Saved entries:
▶
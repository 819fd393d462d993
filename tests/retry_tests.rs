use std::time::{Duration, Instant};

use locatorless::action::retry::{Attempt, DelayPolicy, Retry, RetryError, with_retry};

#[test]
fn succeeds_on_a_later_attempt() {
    let result: Result<(&str, u32), RetryError<&str>> =
        with_retry(3, DelayPolicy::none(), |attempt| {
            if attempt < 3 {
                Attempt::Retry("not yet")
            } else {
                Attempt::Ready("done")
            }
        });

    assert_eq!(result, Ok(("done", 3)));
}

#[test]
fn exhausted_budget_keeps_the_last_error() {
    let mut calls = 0;
    let result: Result<((), u32), RetryError<u32>> = with_retry(4, DelayPolicy::none(), |attempt| {
        calls += 1;
        Attempt::Retry(attempt)
    });

    match result {
        Err(RetryError::Exhausted { last, attempts, .. }) => {
            assert_eq!(last, 4);
            assert_eq!(attempts, 4);
        }
        other => panic!("expected Exhausted, got {other:?}"),
    }
    assert_eq!(calls, 4);
}

#[test]
fn abort_stops_immediately() {
    let mut calls = 0;
    let result: Result<((), u32), RetryError<&str>> = with_retry(5, DelayPolicy::none(), |_| {
        calls += 1;
        Attempt::Abort("permanent")
    });

    assert_eq!(
        result,
        Err(RetryError::Aborted {
            error: "permanent",
            attempts: 1
        })
    );
    assert_eq!(calls, 1);
}

#[test]
fn zero_attempts_still_runs_once() {
    let mut calls = 0;
    let _: Result<((), u32), RetryError<()>> = with_retry(0, DelayPolicy::none(), |_| {
        calls += 1;
        Attempt::Retry(())
    });
    assert_eq!(calls, 1);
}

#[test]
fn polling_stops_at_the_deadline() {
    let start = Instant::now();
    let result: Result<((), u32), RetryError<()>> =
        Retry::polling(Duration::from_millis(40), Duration::from_millis(5)).run(|_| Attempt::Retry(()));

    let elapsed = start.elapsed();
    match result {
        Err(RetryError::Exhausted { attempts, elapsed: waited, .. }) => {
            assert!(attempts > 1);
            assert!(waited >= Duration::from_millis(40));
        }
        other => panic!("expected Exhausted, got {other:?}"),
    }
    assert!(elapsed < Duration::from_secs(2));
}

#[test]
fn zero_timeout_polls_exactly_once() {
    let mut calls = 0;
    let _: Result<((), u32), RetryError<()>> =
        Retry::polling(Duration::ZERO, Duration::from_millis(5)).run(|_| {
            calls += 1;
            Attempt::Retry(())
        });
    assert_eq!(calls, 1);
}

#[test]
fn backoff_grows_and_caps() {
    let policy = DelayPolicy::Backoff {
        initial_ms: 100,
        factor: 2,
        max_ms: 500,
    };

    assert_eq!(policy.delay_for(1), Duration::from_millis(100));
    assert_eq!(policy.delay_for(2), Duration::from_millis(200));
    assert_eq!(policy.delay_for(3), Duration::from_millis(400));
    assert_eq!(policy.delay_for(4), Duration::from_millis(500));
    assert_eq!(policy.delay_for(60), Duration::from_millis(500), "overflow caps too");
}

#[test]
fn delay_policy_reads_from_yaml() {
    let fixed: DelayPolicy = serde_yaml::from_str("kind: fixed\ndelay_ms: 250\n").expect("fixed");
    assert_eq!(fixed.delay_for(7), Duration::from_millis(250));

    let backoff: DelayPolicy =
        serde_yaml::from_str("kind: backoff\ninitial_ms: 10\nfactor: 3\nmax_ms: 1000\n").expect("backoff");
    assert_eq!(backoff.delay_for(3), Duration::from_millis(90));
}
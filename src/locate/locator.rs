use serde::Serialize;
use tracing::{debug, warn};

use crate::component::identifier::{Blocker, describe};
use crate::component::registry::KindRegistry;
use crate::error::{Diagnostic, EngineError};
use crate::locate::request::IdentificationRequest;
use crate::locate::strategy::{ResolutionTrace, Strategy, plan};
use crate::page::element::{Candidate, is_wildcard_kind};
use crate::page::marker::MarkerPattern;
use crate::page::normalize::{label_sources, normalize_text, slugify};
use crate::page::pattern_index::{Generation, PatternIndex};

#[derive(Debug, Clone, Copy, Default, PartialEq, Eq)]
pub struct ResolveOptions {
    /// Let hidden and zero-size elements into the candidate pools. Used for
    /// presence-only checks.
    pub include_hidden: bool,
}

impl ResolveOptions {
    pub fn including_hidden() -> Self {
        ResolveOptions {
            include_hidden: true,
        }
    }
}

/// The single candidate a resolution chose, and how.
#[derive(Debug, Clone, PartialEq, Serialize)]
pub struct Resolution {
    pub candidate: Candidate,
    pub strategy: Strategy,
    pub trace: ResolutionTrace,
    pub generation: Generation,
}

/// Turns an identification request into exactly one candidate.
pub struct ElementLocator<'a> {
    registry: &'a KindRegistry,
}

impl<'a> ElementLocator<'a> {
    pub fn new(registry: &'a KindRegistry) -> Self {
        ElementLocator { registry }
    }

    /// Resolve `request` against `index`.
    ///
    /// Strategies run in the order the identifier type prescribes and the
    /// first one with a match decides. A marker hit returns at once and a
    /// duplicated marker is an `AmbiguousMatch`. Every other strategy sees
    /// only rendered candidates of the requested kind unless
    /// `include_hidden` is set; a request that matches nothing but a
    /// hidden element fails `NotInteractable`. A request scope narrows
    /// those pools to one named group; marker hits ignore it.
    pub fn resolve(
        &self,
        index: &PatternIndex,
        request: &IdentificationRequest,
        options: &ResolveOptions,
    ) -> Result<Resolution, EngineError> {
        let mut trace = ResolutionTrace::new();
        let kind = request.component_kind.as_str();
        let identifier = request.raw_identifier.trim();
        let steps = plan(request.identifier_type);

        if steps.contains(&Strategy::Marker) {
            let hits = index.by_marker(identifier);
            trace.record(Strategy::Marker, hits.len());
            match hits.as_slice() {
                [] => {}
                [found] => {
                    if !is_wildcard_kind(kind) && !found.is_kind(kind) {
                        warn!(
                            marker = identifier,
                            requested = kind,
                            actual = ?found.kind,
                            "marker resolved to an element of another kind"
                        );
                    }
                    if !options.include_hidden && !found.is_rendered() {
                        return Err(EngineError::NotInteractable {
                            diagnostic: Diagnostic::new(request.clone(), trace),
                            blocker: hidden_blocker(found),
                        });
                    }
                    return Ok(self.chosen(index, found, Strategy::Marker, trace));
                }
                many => {
                    return Err(EngineError::AmbiguousMatch {
                        diagnostic: Diagnostic::new(request.clone(), trace),
                        matches: many.len(),
                    });
                }
            }
        }

        let scope = request.scope.as_deref();
        let in_scope = |c: &&Candidate| scope.is_none_or(|s| c.in_group(s));
        let pool: Vec<&Candidate> = index
            .of_kind(kind)
            .filter(in_scope)
            .filter(|c| options.include_hidden || c.is_rendered())
            .collect();

        for &strategy in steps.iter().filter(|s| **s != Strategy::Marker) {
            if let Some(found) = self.apply(strategy, index, &pool, identifier, &mut trace) {
                return Ok(self.chosen(index, found, strategy, trace));
            }
        }

        if !options.include_hidden {
            let hidden: Vec<&Candidate> = index
                .of_kind(kind)
                .filter(in_scope)
                .filter(|c| !c.is_rendered())
                .collect();
            let mut scratch = ResolutionTrace::new();
            for &strategy in steps
                .iter()
                .filter(|s| !matches!(s, Strategy::Marker | Strategy::Position))
            {
                if let Some(found) = self.apply(strategy, index, &hidden, identifier, &mut scratch) {
                    trace.note(strategy, 1, "matched only a hidden element");
                    return Err(EngineError::NotInteractable {
                        diagnostic: Diagnostic::new(request.clone(), trace),
                        blocker: hidden_blocker(found),
                    });
                }
            }
        }

        debug!(request = %request, trace = %trace, "no candidate survived");
        Err(EngineError::NotFound {
            diagnostic: Diagnostic::new(request.clone(), trace),
        })
    }

    fn chosen(
        &self,
        index: &PatternIndex,
        candidate: &Candidate,
        strategy: Strategy,
        trace: ResolutionTrace,
    ) -> Resolution {
        debug!(
            handle = %candidate.handle(),
            strategy = %strategy,
            trace = %trace,
            "resolved"
        );
        Resolution {
            candidate: candidate.clone(),
            strategy,
            trace,
            generation: index.generation(),
        }
    }

    /// Run one non-marker strategy over `pool` (document order) and record
    /// how many candidates it matched.
    fn apply<'c>(
        &self,
        strategy: Strategy,
        index: &'c PatternIndex,
        pool: &[&'c Candidate],
        identifier: &str,
        trace: &mut ResolutionTrace,
    ) -> Option<&'c Candidate> {
        match strategy {
            Strategy::ExactLabel => {
                let wanted = normalize_text(identifier);
                let matches: Vec<&Candidate> = if wanted.is_empty() {
                    Vec::new()
                } else {
                    index
                        .by_label(&wanted)
                        .into_iter()
                        .filter(|c| pool.iter().any(|p| p.order == c.order))
                        .collect()
                };
                trace.record(strategy, matches.len());
                matches.first().copied()
            }
            Strategy::FuzzyLabel => {
                let needle = normalize_text(identifier).to_lowercase();
                // Each match is ranked by the shortest of its sources that
                // contains the needle.
                let matches: Vec<(usize, &Candidate)> = if needle.is_empty() {
                    Vec::new()
                } else {
                    pool.iter()
                        .copied()
                        .filter_map(|c| {
                            label_sources(&c.raw)
                                .iter()
                                .filter(|s| s.to_lowercase().contains(&needle))
                                .map(|s| s.chars().count())
                                .min()
                                .map(|len| (len, c))
                        })
                        .collect()
                };
                trace.record(strategy, matches.len());
                matches
                    .into_iter()
                    .min_by_key(|(len, c)| (*len, c.order))
                    .map(|(_, c)| c)
            }
            Strategy::Variant => {
                let matches: Vec<&Candidate> = pool
                    .iter()
                    .copied()
                    .filter(|c| {
                        let kind = c.kind.as_deref().unwrap_or_default();
                        describe(c, kind, self.registry)
                            .state
                            .variant
                            .is_some_and(|v| v.eq_ignore_ascii_case(identifier))
                    })
                    .collect();
                trace.record(strategy, matches.len());
                matches.first().copied()
            }
            Strategy::Position => match identifier.parse::<usize>() {
                Ok(n) if n >= 1 => {
                    let found = pool.get(n - 1).copied();
                    if found.is_none() {
                        trace.note(strategy, 0, format!("{} candidate(s), position {n} out of range", pool.len()));
                    } else {
                        trace.record(strategy, 1);
                    }
                    found
                }
                _ => {
                    trace.note(strategy, 0, "position must be a positive integer");
                    None
                }
            },
            Strategy::MarkerSlug => {
                let slug = slugify(identifier);
                let matches: Vec<&Candidate> = pool
                    .iter()
                    .copied()
                    .filter(|c| {
                        c.marker()
                            .and_then(MarkerPattern::parse)
                            .is_some_and(|p| p.slug_matches(&slug))
                    })
                    .collect();
                trace.record(strategy, matches.len());
                matches.first().copied()
            }
            Strategy::Marker | Strategy::Context => {
                trace.record(strategy, 0);
                None
            }
        }
    }
}

fn hidden_blocker(candidate: &Candidate) -> Blocker {
    if candidate.raw.attached {
        Blocker::Hidden
    } else {
        Blocker::Detached
    }
}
◀
### THE TASK:
I'd like an exact copy of the lines above, from the very first one through the line that contains "if attempt <", with nothing else added.

### EXERCISE OUTPUT:
repository 819fd393d462d993
filename tests/retry_tests.rs
use std::time::{Duration, Instant};

use locatorless::action::retry::{Attempt, DelayPolicy, Retry, RetryError, with_retry};

#[test]
fn succeeds_on_a_later_attempt() {
    let result: Result<(&str, u32), RetryError<&str>> =
        with_retry(3, DelayPolicy::none(), |attempt| {
            if attempt < 3 {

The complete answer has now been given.